His relief that she had taken a sympathetic tone floundered when she brought up his family. "I imagine they're upset, but I don't know if they're even alive."
"You haven't heard from them at all? Not in all this time?"
He shook his head. "You-Know-Who came so close to killing me. I wouldn't be too surprised if he found my parents. I don't want to think about what he would do if he did."
From there they continued in much the same vein, Rita questioning him about his family, his thoughts about history, his brush with Voldemort, and Draco fed her more and more answers that he had already rehearsed in the months before with Harry. He twisted a few half-truths and dressed up pretty lies about how dark wizards just wanted to be left alone, that night rides were an overblown exaggeration for storybooks. He left out pureblood supremacy and the contaminating influence of mudbloods and insisted that dark wizards practiced a different kind of magic, that's all.
They spoke until the lunch bell rang, startling them both. Rita had a stack of notes under her pen with wet ink staining both sides of every page. She smiled and put her quill and notes back in her bag, closing it with a loud click. Draco couldn't help staring at it. An immense store of power lay within, and he was trusting it to a viper of a woman.
"A shame we have to stop so soon," she said, standing. "Next time I really must insist on my quick quotes quill, it leaves me much more time to focus on the story itself. Now, if you'll just sit still for a photo--"
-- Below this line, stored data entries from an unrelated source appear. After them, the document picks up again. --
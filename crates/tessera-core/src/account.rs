//! Account capability traits.
//!
//! The token core never owns account storage. Callers supply an
//! [`AccountFetcher`] that resolves an account id to a record exposing
//! the two fields token validation needs: the invalidation watermark
//! and the MFA requirement. All fetches are async; synchronous callers
//! simply return a ready future.

use serde::{Deserialize, Serialize};

use crate::error::TesseraResult;

/// Minimal view of an account record as seen by token validation.
///
/// `tokens_valid_since` is expressed in seconds since the token epoch
/// (2019-01-01T00:00:00Z) — the same unit as a token's issue time.
/// Bumping it invalidates every token issued at or before that instant.
pub trait Account {
    /// Opaque account identifier embedded in tokens.
    fn id(&self) -> &str;

    /// Watermark (token-epoch seconds) before which tokens are rejected.
    fn tokens_valid_since(&self) -> i64;

    /// Whether this account requires MFA-marked tokens.
    fn has_mfa(&self) -> bool;
}

/// Caller-supplied account lookup capability.
///
/// Implementations may hit a database, a cache, or an in-memory map —
/// the token service always awaits the returned future and never
/// retries or times out on its own.
pub trait AccountFetcher: Send + Sync {
    type Account: Account + Send;

    fn fetch(&self, account_id: &str) -> impl Future<Output = TesseraResult<Self::Account>> + Send;
}

/// Plain account record for callers that don't have their own model.
#[derive(Debug, Clone, Serialize, Deserialize)]
pub struct SimpleAccount {
    pub id: String,
    pub tokens_valid_since: i64,
    pub has_mfa: bool,
}

impl Account for SimpleAccount {
    fn id(&self) -> &str {
        &self.id
    }

    fn tokens_valid_since(&self) -> i64 {
        self.tokens_valid_since
    }

    fn has_mfa(&self) -> bool {
        self.has_mfa
    }
}
use thiserror::Error;

/// Violations of the markup contract detected while building a [`crate::Document`].
#[derive(Debug, Error, PartialEq, Eq)]
pub enum LayoutError {
    #[error("section at position {index} has an empty id")]
    EmptySectionId { index: usize },
    #[error("duplicate section id '{id}'")]
    DuplicateSectionId { id: String },
    #[error("no section is marked active")]
    NoActiveSection,
    #[error("several sections are marked active: {}", ids.join(", "))]
    MultipleActiveSections { ids: Vec<String> },
}

#[derive(Debug, Error, PartialEq, Eq)]
pub enum TypingConfigError {
    #[error("typing widget needs at least one string")]
    NoStrings,
    #[error("{field} must be greater than zero")]
    ZeroSpeed { field: &'static str },
}

#[derive(Debug, Error)]
pub enum BootError {
    #[error("invalid page layout: {0}")]
    Layout(#[from] LayoutError),
    #[error("invalid typing configuration: {0}")]
    Typing(#[from] TypingConfigError),
}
The camera flash went off before he could move. He hoped he looked good and wished he'd done more than run his hands through his hair that morning.
"Thank you so much for your time, Mister Malfoy," she said. "It might take me a little longer to put this article together, but I'm sure it'll be in the paper by tomorrow morning if it isn't a special edition in itself."
Once she'd left, he sighed and slumped in his seat. His back felt stiff, his shoulders ached, his mouth felt like cotton. Groaning, he lay his head on his arms and closed his eyes. At least that was finished, but he couldn't help but go over the entire interview in his memory, agonizing over what he'd said and what he hadn't said.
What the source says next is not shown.